EXERCISE DESCRIPTION: Each line that includes "ContainerHandle" must be copied from the records.

RECORDS TO PROCESS:
impl DockerRuntime {
    /// Creates a runtime for `settings`.
    ///
    /// Returns an error if the settings are invalid or the docker daemon is
    /// not reachable through the configured binary.
    pub async fn new(settings: Settings) -> Result<Self, ContainerError> {
        info!("Initializing DockerRuntime with {}", settings.docker_bin);
        settings.validate()?;

        if !Self::is_runtime_available(&settings.docker_bin).await {
            error!(
                "Container runtime {} is not available on this system",
                settings.docker_bin
            );
            return Err(ContainerError::RuntimeNotAvailable);
        }

        Ok(Self {
            settings,
            registry: Arc::default(),
        })
    }

    /// Runtime built from [`Settings::from_env`].
    pub async fn from_env() -> Result<Self, ContainerError> {
        Self::new(Settings::from_env()?).await
    }

    /// Checks whether `docker_bin` can talk to a daemon.
    pub async fn is_runtime_available(docker_bin: &str) -> bool {
        let available = Command::new(docker_bin)
            .args(["version", "--format", "{{.Server.Version}}"])
            .stdin(Stdio::null())
            .output()
            .await
            .map(|output| output.status.success())
            .unwrap_or(false);

        debug!("{} availability check: {}", docker_bin, available);
        available
    }

    pub fn settings(&self) -> &Settings {
        &self.settings
    }

    /// Starts a container for `spec` and waits until it is ready.
    ///
    /// Side effects:
    /// - Runs `docker run -d --rm` with a unique `testutils-<service>-<uuid>` name.
    /// - Resolves every exposed port to its host port.
    /// - Evaluates the wait strategies in order under a shared deadline.
    /// - Updates internal stats and registry.
    ///
    /// On any failure after the container was created it is removed again.
    pub async fn run(&self, spec: &ContainerSpec) -> Result<ContainerHandle, ContainerError> {
        let name = format!("testutils-{}-{}", spec.service, Uuid::new_v4());
        info!("[{}] Starting container from image {}", name, spec.image);

        let args = run_args(spec, &self.settings, &name);
        debug!("[{}] docker {}", name, args.join(" "));

        let output = match self.docker(&args).await {
            Ok(output) => output,
            Err(e) => {
                error!("[{}] Failed to start container: {}", name, e);
                self.lock().stats.failed_count += 1;
                return Err(ContainerError::StartFailed(e.to_string()));
            }
        };

        let id = output.stdout_string().trim().to_string();
        if id.is_empty() {
            self.lock().stats.failed_count += 1;
            return Err(ContainerError::StartFailed(format!(
                "[{}] docker run printed no container id",
                name
            )));
        }

        let mut handle = ContainerHandle {
            id,
            name,
            service: spec.service.clone(),
            image: spec.image.clone(),
            host: self.settings.container_host.clone(),
            ports: HashMap::new(),
            created_at: Utc::now(),
        };

        if let Err(e) = self.prepare(&mut handle, spec).await {
            error!("[{}] Container not ready: {}", handle.name, e);
            self.lock().stats.failed_count += 1;
            if let Err(rm) = self.docker(&rm_args(&handle.id)).await {
                warn!("[{}] Failed to remove container: {}", handle.name, rm);
            }
            return Err(e);
        }

        {
            let mut registry = self.lock();
            registry.stats.total_created += 1;
            registry.stats.active_count += 1;
            registry.active.insert(handle.id.clone(), handle.clone());
        }

        info!(
            "[{}] Container {} ready (ports: {:?})",
            handle.name,
            handle.short_id(),
            handle.ports
        );
        Ok(handle)
    }

    async fn prepare(
        &self,
        handle: &mut ContainerHandle,
        spec: &ContainerSpec,
    ) -> Result<(), ContainerError> {
        for port in &spec.exposed_ports {
            let host_port = self.mapped_port(&handle.id, *port).await?;
            debug!("[{}] Port {} mapped to {}", handle.name, port, host_port);
            handle.ports.insert(*port, host_port);
        }
        for port in &spec.fixed_ports {
            handle.ports.insert(*port, *port);
        }

        let deadline = Instant::now() + self.settings.startup_timeout();
        for strategy in &spec.wait {
            match strategy {
                WaitStrategy::Log {
                    message,
                    occurrences,
                } => {
                    self.wait_for_log(handle, message, *occurrences, deadline)
                        .await?
                }
                WaitStrategy::Port(port) => {
                    let host_port = handle.host_port(*port).ok_or_else(|| {
                        ContainerError::PortNotMapped(format!(
                            "[{}] port {} is not exposed",
                            handle.name, port
                        ))
                    })?;
                    self.wait_for_port(handle, host_port, deadline).await?
                }
            }
        }
        Ok(())
    }

    /// Host port docker published for `container_port`.
    pub async fn mapped_port(
        &self,
        container_id: &str,
        container_port: u16,
    ) -> Result<u16, ContainerError> {
        let output = self
            .docker(&[
                "port".to_string(),
                container_id.to_string(),
                format!("{}/tcp", container_port),
            ])
            .await?;
        parse_port_output(&output.stdout_string()).ok_or_else(|| {
            ContainerError::PortNotMapped(format!(
                "no host port for {}/tcp in {:?}",
                container_port,
                output.stdout_string()
            ))
        })
    }

    /// Polls the container logs until `message` was printed `occurrences` times.
    pub async fn wait_for_log(
        &self,
        handle: &ContainerHandle,
        message: &str,
        occurrences: usize,
        deadline: Instant,
    ) -> Result<(), ContainerError> {
        let mut attempt: u32 = 0;
        loop {
            let logs = self.logs(&handle.id).await?;
            let seen = logs.matches(message).count();
            if seen >= occurrences {
                debug!(
                    "[{}] Log line {:?} seen {} time(s)",
                    handle.name, message, seen
                );
                return Ok(());
            }

            let now = Instant::now();
            if now >= deadline {
                return Err(ContainerError::ReadinessTimeout(format!(
                    "[{}] log line {:?} seen {}/{} times",
                    handle.name, message, seen, occurrences
                )));
            }

            attempt += 1;
            let wait = backoff_delay(attempt).min(deadline - now);
            trace!(
                "[{}] Waiting for log line {:?} ({}/{}), retrying in {}ms",
                handle.name,
                message,
                seen,
                occurrences,
                wait.as_millis()
            );
            tokio::time::sleep(wait).await;
        }
    }

    /// Retries a TCP connection to `host_port` until it succeeds.
    pub async fn wait_for_port(
        &self,
        handle: &ContainerHandle,
        host_port: u16,
        deadline: Instant,
    ) -> Result<(), ContainerError> {
        let target_addr = format!("{}:{}", handle.host, host_port);
        let mut attempt: u32 = 0;
        loop {
            match TcpStream::connect(&target_addr).await {
                Ok(_) => {
                    debug!("[{}] {} accepts connections", handle.name, target_addr);
                    return Ok(());
                }
                Err(e) => {
                    let now = Instant::now();
                    if now >= deadline {
                        return Err(ContainerError::ReadinessTimeout(format!(
                            "[{}] {} not accepting connections: {}",
                            handle.name, target_addr, e
                        )));
                    }
                    attempt += 1;
                    let wait = backoff_delay(attempt).min(deadline - now);
                    debug!(
                        "[{}] Connection attempt {} to {} failed: {} - retrying in {}ms",
                        handle.name,
                        attempt,
                        target_addr,
                        e,
                        wait.as_millis()
                    );
                    tokio::time::sleep(wait).await;
                }
            }
        }
    }

    /// Combined stdout and stderr of the container so far.
    pub async fn logs(&self, container_id: &str) -> Result<String, ContainerError> {
        let output = self
            .docker(&["logs".to_string(), container_id.to_string()])
            .await?;
        let mut logs = output.stdout_string();
        logs.push_str(&output.stderr_string());
        Ok(logs)
    }

    /// Runs `args` inside the container as its default user.
    pub async fn exec(
        &self,
        container_id: &str,
        args: &[&str],
    ) -> Result<ExecOutput, ContainerError> {
        self.exec_as(container_id, None, args).await
    }

    /// Runs `args` inside the container, optionally as `user`.
    pub async fn exec_as(
        &self,
        container_id: &str,
        user: Option<&str>,
        args: &[&str],
    ) -> Result<ExecOutput, ContainerError> {
        let mut cmd = vec!["exec".to_string()];
        if let Some(user) = user {
            cmd.push("-u".to_string());
            cmd.push(user.to_string());
        }
        cmd.push(container_id.to_string());
        cmd.extend(args.iter().map(|a| a.to_string()));
        self.docker(&cmd).await
    }

    /// `docker cp <local> <id>:<remote>`.
    pub async fn copy_to(
        &self,
        container_id: &str,
        local: &Path,
        remote: &str,
    ) -> Result<(), ContainerError> {
        self.docker(&[
            "cp".to_string(),
            local.to_string_lossy().into_owned(),
            format!("{}:{}", container_id, remote),
        ])
        .await?;
        trace!("Copied {} to {}:{}", local.display(), container_id, remote);
        Ok(())
    }

    /// `docker cp <id>:<remote> <local>`.
    pub async fn copy_from(
        &self,
        container_id: &str,
        remote: &str,
        local: &Path,
    ) -> Result<(), ContainerError> {
        self.docker(&[
            "cp".to_string(),
            format!("{}:{}", container_id, remote),
            local.to_string_lossy().into_owned(),
        ])
        .await?;
        trace!("Copied {}:{} to {}", container_id, remote, local.display());
        Ok(())
    }

    /// Force-removes a container and drops it from the registry.
    pub async fn terminate(&self, container_id: &str) -> Result<(), ContainerError> {
        let name = self
            .get_container(container_id)
            .map(|h| h.name)
            .unwrap_or_else(|| container_id.to_string());
        info!("[{}] Terminating container", name);

        if let Err(e) = self.docker(&rm_args(container_id)).await {
            error!("[{}] Failed to remove container: {}", name, e);
            self.lock().stats.failed_count += 1;
            return Err(e);
        }

        self.unregister(container_id);
        info!("[{}] Container terminated", name);
        Ok(())
    }

    /// Terminates all tracked containers, continuing on errors and counting failures.
    pub async fn terminate_all(&self) -> Result<(), ContainerError> {
        let ids = self.list_active_containers();
        info!("Terminating {} active containers", ids.len());

        let mut failures = 0;
        for id in ids {
            if let Err(e) = self.terminate(&id).await {
                error!("Failed to terminate container {}: {}", id, e);
                failures += 1;
            }
        }

        if failures > 0 {
            return Err(ContainerError::CommandFailed(format!(
                "{} container(s) could not be removed",
                failures
            )));
        }
        Ok(())
    }

    /// Snapshot of the counters. `active_count` is recomputed from the registry.
    pub fn stats(&self) -> ContainerStats {
        let registry = self.lock();
        let mut stats = registry.stats.clone();
        stats.active_count = registry.active.len();
        debug!(
            "Container stats: active={}, total={}, failed={}",
            stats.active_count, stats.total_created, stats.failed_count
        );
        stats
    }

    pub fn get_container(&self, container_id: &str) -> Option<ContainerHandle> {
        self.lock().active.get(container_id).cloned()
    }

    pub fn list_active_containers(&self) -> Vec<String> {
        self.lock().active.keys().cloned().collect()
    }

    /// Removes a container from the registry without touching docker.
    pub(crate) fn unregister(&self, container_id: &str) {
        let mut registry = self.lock();
        if registry.active.remove(container_id).is_some() {
            registry.stats.active_count = registry.stats.active_count.saturating_sub(1);
        }
    }

    fn lock(&self) -> MutexGuard<'_, Registry> {
        self.registry
            .lock()
            .unwrap_or_else(|poisoned| poisoned.into_inner())
    }

    async fn docker(&self, args: &[String]) -> Result<ExecOutput, ContainerError> {
        let output = Command::new(&self.settings.docker_bin)
            .args(args)
            .stdin(Stdio::null())
            .kill_on_drop(true)
            .output()
            .await
            .map_err(|e| {
                if e.kind() == std::io::ErrorKind::NotFound {
                    ContainerError::RuntimeNotAvailable
                } else {
                    ContainerError::IoError(e)
                }
            })?;

        let result = ExecOutput {
            stdout: output.stdout,
            stderr: output.stderr,
        };
        if !output.status.success() {
            return Err(ContainerError::CommandFailed(format!(
                "{} {} exited with {}: {}",
                self.settings.docker_bin,
                args.first().map(String::as_str).unwrap_or(""),
                output.status,
                result.stderr_string().trim()
            )));
        }
        Ok(result)
    }
}
use clap::{Parser, Subcommand, ValueEnum};
use log::{error, info, warn};
use std::path::PathBuf;
use testutils::configuration::settings::ENV_CONFIG;
use testutils::configuration::Settings;
use testutils::container_management::{
    DockerRuntime, FtpTestContainer, LocalstackTestContainer, MongoTestContainer,
    MySqlTestContainer, PostgresTestContainer, SshTestContainer,
};
use testutils::error_handling::ContainerError;

#[derive(Parser)]
#[command(name = "testutils")]
#[command(version)]
#[command(about = "Throwaway service containers for integration tests")]
struct Args {
    /// TOML settings file
    #[arg(long, global = true, env = "TESTUTILS_CONFIG")]
    config: Option<PathBuf>,

    /// Container CLI to use instead of the configured one
    #[arg(long, global = true, env = "TESTUTILS_DOCKER_BIN")]
    docker_bin: Option<String>,

    #[command(subcommand)]
    command: Commands,
}

#[derive(Subcommand)]
enum Commands {
    /// Report whether the container runtime is reachable
    Check,
    /// Start a service container and keep it running until Ctrl-C
    Up {
        service: Service,
        /// Database name for postgres and mysql
        #[arg(long, default_value = "test")]
        database: String,
        /// Login user for ssh
        #[arg(long, default_value = "test")]
        user: String,
        /// Major version for mongo
        #[arg(long, default_value_t = 7)]
        mongo_version: u32,
    },
}

#[derive(Clone, Copy, Debug, ValueEnum)]
enum Service {
    Ssh,
    Ftp,
    Postgres,
    Mysql,
    Mongo,
    Localstack,
}

enum Running {
    Ssh(SshTestContainer),
    Ftp(FtpTestContainer),
    Postgres(PostgresTestContainer),
    Mysql(MySqlTestContainer),
    Mongo(MongoTestContainer),
    Localstack(LocalstackTestContainer),
}

impl Running {
    async fn start(
        runtime: &DockerRuntime,
        service: Service,
        database: &str,
        user: &str,
        mongo_version: u32,
    ) -> Result<Self, ContainerError> {
        Ok(match service {
            Service::Ssh => Running::Ssh(SshTestContainer::start_on(runtime, user).await?),
            Service::Ftp => Running::Ftp(FtpTestContainer::start_on(runtime).await?),
            Service::Postgres => {
                Running::Postgres(PostgresTestContainer::start_on(runtime, database).await?)
            }
            Service::Mysql => {
                Running::Mysql(MySqlTestContainer::start_on(runtime, database).await?)
            }
            Service::Mongo => {
                Running::Mongo(MongoTestContainer::start_on(runtime, mongo_version).await?)
            }
            Service::Localstack => {
                Running::Localstack(LocalstackTestContainer::start_on(runtime).await?)
            }
        })
    }

    fn details(&self) -> Vec<(&'static str, String)> {
        match self {
            Running::Ssh(c) => vec![
                ("address", c.address()),
                ("user", c.user().to_string()),
                ("password", c.password().to_string()),
                ("home", c.home().to_string()),
            ],
            Running::Ftp(c) => vec![
                ("address", c.connection_string()),
                ("user", c.user().to_string()),
                ("password", c.password().to_string()),
                ("passive port", c.passive_port().to_string()),
            ],
            Running::Postgres(c) => vec![("url", c.connection_string())],
            Running::Mysql(c) => vec![("dsn", c.dsn()), ("url", c.url())],
            Running::Mongo(c) => vec![("uri", c.uri().to_string())],
            Running::Localstack(c) => vec![
                ("endpoint", c.endpoint().to_string()),
                ("region", c.region().to_string()),
                ("access key", c.access_key().to_string()),
                ("secret key", c.secret_key().to_string()),
            ],
        }
    }

    async fn close(&mut self) -> Result<(), ContainerError> {
        match self {
            Running::Ssh(c) => c.close().await,
            Running::Ftp(c) => c.close().await,
            Running::Postgres(c) => c.close().await,
            Running::Mysql(c) => c.close().await,
            Running::Mongo(c) => c.close().await,
            Running::Localstack(c) => c.close().await,
        }
    }
}

fn load_settings(args: &Args) -> Settings {
    let config = args.config.as_ref().map(|p| p.to_string_lossy().into_owned());
    let loaded = Settings::from_lookup(|key| {
        if key == ENV_CONFIG {
            config.clone()
        } else {
            std::env::var(key).ok()
        }
    });

    let mut settings = loaded.unwrap_or_else(|e| {
        error!("Unable to load settings: {}", e);
        std::process::exit(1);
    });
    if let Some(bin) = &args.docker_bin {
        settings.docker_bin = bin.clone();
    }
    settings
}

#[tokio::main]
async fn main() {
    env_logger::Builder::from_default_env()
        .filter_level(log::LevelFilter::Info)
        .format_target(false)
        .init();

    let args = Args::parse();
    let settings = load_settings(&args);

    match args.command {
        Commands::Check => {
            if DockerRuntime::is_runtime_available(&settings.docker_bin).await {
                info!("{} is available", settings.docker_bin);
            } else {
                error!("{} is not available", settings.docker_bin);
                std::process::exit(1);
            }
        }
        Commands::Up {
            service,
            database,
            user,
            mongo_version,
        } => {
            let runtime = DockerRuntime::new(settings).await.unwrap_or_else(|e| {
                error!("Unable to create a container runtime: {}, exiting...", e);
                std::process::exit(1);
            });

            info!("Starting {:?} container", service);
            let mut running =
                match Running::start(&runtime, service, &database, &user, mongo_version).await {
                    Ok(running) => running,
                    Err(e) => {
                        error!("Failed to start {:?} container: {}", service, e);
                        std::process::exit(1);
                    }
                };

            for (key, value) in running.details() {
                println!("{:<14}{}", format!("{}:", key), value);
            }
            info!("Press Ctrl-C to stop");

            if let Err(e) = tokio::signal::ctrl_c().await {
                warn!("Unable to listen for Ctrl-C: {}", e);
            }

            info!("Stopping {:?} container", service);
            if let Err(e) = running.close().await {
                error!("Failed to remove container: {}", e);
                std::process::exit(1);
            }
        }
    }
}
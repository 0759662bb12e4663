//! Runtime settings for the container helpers and the `testutils` binary.

pub mod settings;

pub use settings::{PullPolicy, Settings};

TASK OUTPUT:
    pub async fn run(&self, spec: &ContainerSpec) -> Result<ContainerHandle, ContainerError> {
        let mut handle = ContainerHandle {
        handle: &mut ContainerHandle,
        handle: &ContainerHandle,
        handle: &ContainerHandle,
    pub fn get_container(&self, container_id: &str) -> Option<ContainerHandle> {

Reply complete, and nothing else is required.